With this study, researchers evaluated SARS-CoV-2 infection as a risk factor for early pregnancy loss in the first trimester of pregnancy. Furthermore, the COVID-19 course in the first trimester was assessed. Between February 22 and May 21, 2020, researchers conducted a case-control study, among first-trimester pregnant women, paired for last menstruation. The cumulative incidence of COVID-19 was compared between women with spontaneous abortion (case group, n=100) and those with ongoing pregnancy (control group, n=125). Current or past infection was determined by detection of SARS-CoV-2 from nasopharingeal swab and SARS-CoV-2 IgG/IgM antibodies in the blood samples. Patient demographics, COVID-19-related symptoms, and the main risk factors for abortion were collected.

Twenty-three of the 225 women (23/225) tested positive for COVID-19 infection. There was no difference in the cumulative incidence of COVID-19 between the cases (11/100) and the controls (12/125). Logistic regression analysis confirmed that COVID-19 was not an independent predictor of early pregnancy loss. COVID-19 related symptoms in the first trimester were fever, anosmia, ageusia, cough, arthralgia, and diarrhea; no pneumonia or Hospital admission due to COVID-19-related symptoms were recorded. No difference in the incidence of symptoms was noted between the two groups.

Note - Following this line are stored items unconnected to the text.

//! Author creation endpoints

use axum::{
    extract::State,
    response::{Html, Redirect},
    Form,
};
use axum_extra::extract::{cookie::SignedCookieJar, WithRejection};

use crate::{
    error::{AppError, AppResult},
    models::author::CreateAuthor,
    views::{Page, ADD_AUTHOR},
    AppState,
};

use super::flash::{self, Flash};

pub async fn add_author_form(
    State(state): State<AppState>,
    jar: SignedCookieJar,
) -> AppResult<(SignedCookieJar, Html<String>)> {
    let (jar, flashes) = flash::take(jar);
    let html = state.views.render(
        ADD_AUTHOR,
        &Page {
            title: "Add author",
            flashes: &flashes,
            data: (),
        },
    )?;
    Ok((jar, html))
}

/// Create an author and return to the form for the next entry
pub async fn add_author(
    State(state): State<AppState>,
    jar: SignedCookieJar,
    WithRejection(Form(data), _): WithRejection<Form<CreateAuthor>, AppError>,
) -> AppResult<(SignedCookieJar, Redirect)> {
    let author = state.services.authors.create(&data).await?;
    let jar = flash::push(
        jar,
        Flash::success(format!("Author '{}' added successfully!", author.name)),
    );
    Ok((jar, Redirect::to("/add_author")))
}
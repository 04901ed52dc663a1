//! Author model and related types

use serde::{Deserialize, Serialize};
use serde_with::{serde_as, NoneAsEmptyString};
use sqlx::FromRow;
use std::fmt;

/// Author record
#[derive(Debug, Clone, PartialEq, Eq, Serialize, Deserialize, FromRow)]
pub struct Author {
    pub author_id: i64,
    pub name: String,
    /// Free-form date text, never parsed
    pub birth_date: String,
    pub death_date: Option<String>,
}

impl fmt::Display for Author {
    fn fmt(&self, f: &mut fmt::Formatter<'_>) -> fmt::Result {
        write!(
            f,
            "Author {} with the name {}, born on {}",
            self.author_id, self.name, self.birth_date
        )
    }
}

/// Create author form
#[serde_as]
#[derive(Debug, Clone, Default, Deserialize)]
pub struct CreateAuthor {
    #[serde(default)]
    pub name: String,
    #[serde(default)]
    pub birth_date: String,
    /// An empty field means the author is still alive
    #[serde_as(as = "NoneAsEmptyString")]
    #[serde(default)]
    pub death_date: Option<String>,
}
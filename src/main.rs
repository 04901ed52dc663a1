//! Library Catalog server

use anyhow::Context;
use std::net::SocketAddr;
use tracing_subscriber::{layer::SubscriberExt, util::SubscriberInitExt};

use library_catalog::{api, config::AppConfig, repository, AppState};

#[tokio::main]
async fn main() -> anyhow::Result<()> {
    // Load environment variables from .env file
    dotenvy::dotenv().ok();

    let config = AppConfig::load().context("Failed to load configuration")?;

    let filter = tracing_subscriber::EnvFilter::try_from_default_env().unwrap_or_else(|_| {
        format!("library_catalog={},tower_http=debug", config.logging.level).into()
    });

    let registry = tracing_subscriber::registry().with(filter);
    if config.logging.format == "json" {
        registry.with(tracing_subscriber::fmt::layer().json()).init();
    } else {
        registry.with(tracing_subscriber::fmt::layer()).init();
    }

    tracing::info!("Starting Library Catalog v{}", env!("CARGO_PKG_VERSION"));

    let pool = repository::connect(&config.database)
        .await
        .context("Failed to open database")?;

    let addr = SocketAddr::new(
        config.server.host.parse().context("Invalid host address")?,
        config.server.port,
    );

    let state = AppState::new(config, pool)?;
    let app = api::create_router(state);

    tracing::info!("Server listening on http://{}", addr);

    let listener = tokio::net::TcpListener::bind(addr).await?;
    axum::serve(listener, app)
        .with_graceful_shutdown(shutdown_signal())
        .await?;

    Ok(())
}

async fn shutdown_signal() {
    if let Err(e) = tokio::signal::ctrl_c().await {
        tracing::error!("Failed to listen for shutdown signal: {}", e);
    }
    tracing::info!("Shutting down");
}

SARS-CoV-2 infection during the first trimester of pregnancy does not appear to predispose to early pregnancy loss; its cumulative incidence did not differ between women with spontaneous abortion and women with ongoing pregnancy. COVID-19 appears to have a favorable maternal course at the beginning of pregnancy, consistent with what has been observed during the second and the third trimester.